--- INPUT Enclosed Below ---

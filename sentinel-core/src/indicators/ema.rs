//! Exponential Moving Average (EMA) of closes.
//!
//! Recursive: EMA[t] = alpha * close[t] + (1 - alpha) * EMA[t-1], alpha = 2/(n+1)
//! Seed: EMA[period-1] = SMA of the first `period` closes.

use crate::domain::Candle;

use super::Indicator;

#[derive(Debug, Clone)]
pub struct Ema {
    period: usize,
    name: String,
}

impl Ema {
    pub fn new(period: usize) -> Self {
        assert!(period >= 1, "EMA period must be >= 1");
        Self {
            period,
            name: format!("ema_{period}"),
        }
    }
}

impl Indicator for Ema {
    fn name(&self) -> &str {
        &self.name
    }

    fn lookback(&self) -> usize {
        self.period.saturating_sub(1)
    }

    fn compute(&self, candles: &[Candle]) -> Vec<f64> {
        let closes: Vec<f64> = candles.iter().map(|c| c.close).collect();
        ema_of_series(&closes, self.period)
    }
}

/// EMA of an arbitrary series. NaN in the seed window or later taints every
/// subsequent value.
pub fn ema_of_series(values: &[f64], period: usize) -> Vec<f64> {
    let n = values.len();
    let mut result = vec![f64::NAN; n];

    if n < period || period == 0 {
        return result;
    }

    let alpha = 2.0 / (period as f64 + 1.0);

    let seed_window = &values[..period];
    if seed_window.iter().any(|v| v.is_nan()) {
        return result;
    }
    let mut prev = seed_window.iter().sum::<f64>() / period as f64;
    result[period - 1] = prev;

    for i in period..n {
        if values[i].is_nan() {
            return result;
        }
        prev = alpha * values[i] + (1.0 - alpha) * prev;
        result[i] = prev;
    }

    result
}
//! Same-candle ambiguity: a candle whose range covers both stop and target.
//!
//! OHLC data cannot reveal which level traded first, so the resolution is a
//! policy. `StopFirst` is the pessimistic default.

use serde::{Deserialize, Serialize};

use crate::domain::{Candle, Direction};

#[derive(Debug, Clone, Copy, PartialEq, Eq, Default, Serialize, Deserialize)]
#[serde(rename_all = "snake_case")]
pub enum AmbiguityPolicy {
    /// Assume the stop traded first.
    #[default]
    StopFirst,
    /// Assume the target traded first.
    TargetFirst,
    /// Infer the intrabar path from the open: if |open - high| <= |open - low|
    /// the path is Open → High → Low → Close, otherwise Open → Low → High → Close.
    OhlcPath,
}

impl AmbiguityPolicy {
    /// Whether the stop is taken when both levels sit inside `candle`.
    pub fn stop_wins(&self, direction: Direction, candle: &Candle) -> bool {
        match self {
            AmbiguityPolicy::StopFirst => true,
            AmbiguityPolicy::TargetFirst => false,
            AmbiguityPolicy::OhlcPath => {
                let to_high = (candle.open - candle.high).abs();
                let to_low = (candle.open - candle.low).abs();
                let high_first = to_high <= to_low;
                // A long's stop sits below, a short's above.
                match direction {
                    Direction::Short => high_first,
                    _ => !high_first,
                }
            }
        }
    }
}

#[cfg(test)]
mod tests {
    use super::*;
    use chrono::TimeZone;

    fn candle(open: f64, high: f64, low: f64) -> Candle {
        Candle {
            timestamp: chrono::Utc.with_ymd_and_hms(2024, 1, 2, 0, 0, 0).unwrap(),
            open,
            high,
            low,
            close: open,
            volume: 1.0,
        }
    }

    #[test]
    fn fixed_policies() {
        let c = candle(100.0, 105.0, 97.0);
        assert!(AmbiguityPolicy::StopFirst.stop_wins(Direction::Long, &c));
        assert!(!AmbiguityPolicy::TargetFirst.stop_wins(Direction::Long, &c));
    }

    #[test]
    fn ohlc_path_follows_open_proximity() {
        // Open near the high: high first, a long's target trades first.
        let near_high = candle(104.0, 105.0, 97.0);
        assert!(!AmbiguityPolicy::OhlcPath.stop_wins(Direction::Long, &near_high));
        assert!(AmbiguityPolicy::OhlcPath.stop_wins(Direction::Short, &near_high));

        let near_low = candle(98.0, 105.0, 97.0);
        assert!(AmbiguityPolicy::OhlcPath.stop_wins(Direction::Long, &near_low));
        assert!(!AmbiguityPolicy::OhlcPath.stop_wins(Direction::Short, &near_low));
    }

    #[test]
    fn default_is_stop_first() {
        assert_eq!(AmbiguityPolicy::default(), AmbiguityPolicy::StopFirst);
    }
}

--- End of Enclosed INPUT ---

Give back, unchanged, the run of lines in the listing above that begins at the line containing "let mut result = vec![f64::NAN; n];" and ends at the line containing "<= |open - low|", both included.

• _YOUR SOLUTION_
    let mut result = vec![f64::NAN; n];

    if n < period || period == 0 {
        return result;
    }

    let alpha = 2.0 / (period as f64 + 1.0);

    let seed_window = &values[..period];
    if seed_window.iter().any(|v| v.is_nan()) {
        return result;
    }
    let mut prev = seed_window.iter().sum::<f64>() / period as f64;
    result[period - 1] = prev;

    for i in period..n {
        if values[i].is_nan() {
            return result;
        }
        prev = alpha * values[i] + (1.0 - alpha) * prev;
        result[i] = prev;
    }

    result
}
//! Same-candle ambiguity: a candle whose range covers both stop and target.
//!
//! OHLC data cannot reveal which level traded first, so the resolution is a
//! policy. `StopFirst` is the pessimistic default.

use serde::{Deserialize, Serialize};

use crate::domain::{Candle, Direction};

#[derive(Debug, Clone, Copy, PartialEq, Eq, Default, Serialize, Deserialize)]
#[serde(rename_all = "snake_case")]
pub enum AmbiguityPolicy {
    /// Assume the stop traded first.
    #[default]
    StopFirst,
    /// Assume the target traded first.
    TargetFirst,
    /// Infer the intrabar path from the open: if |open - high| <= |open - low|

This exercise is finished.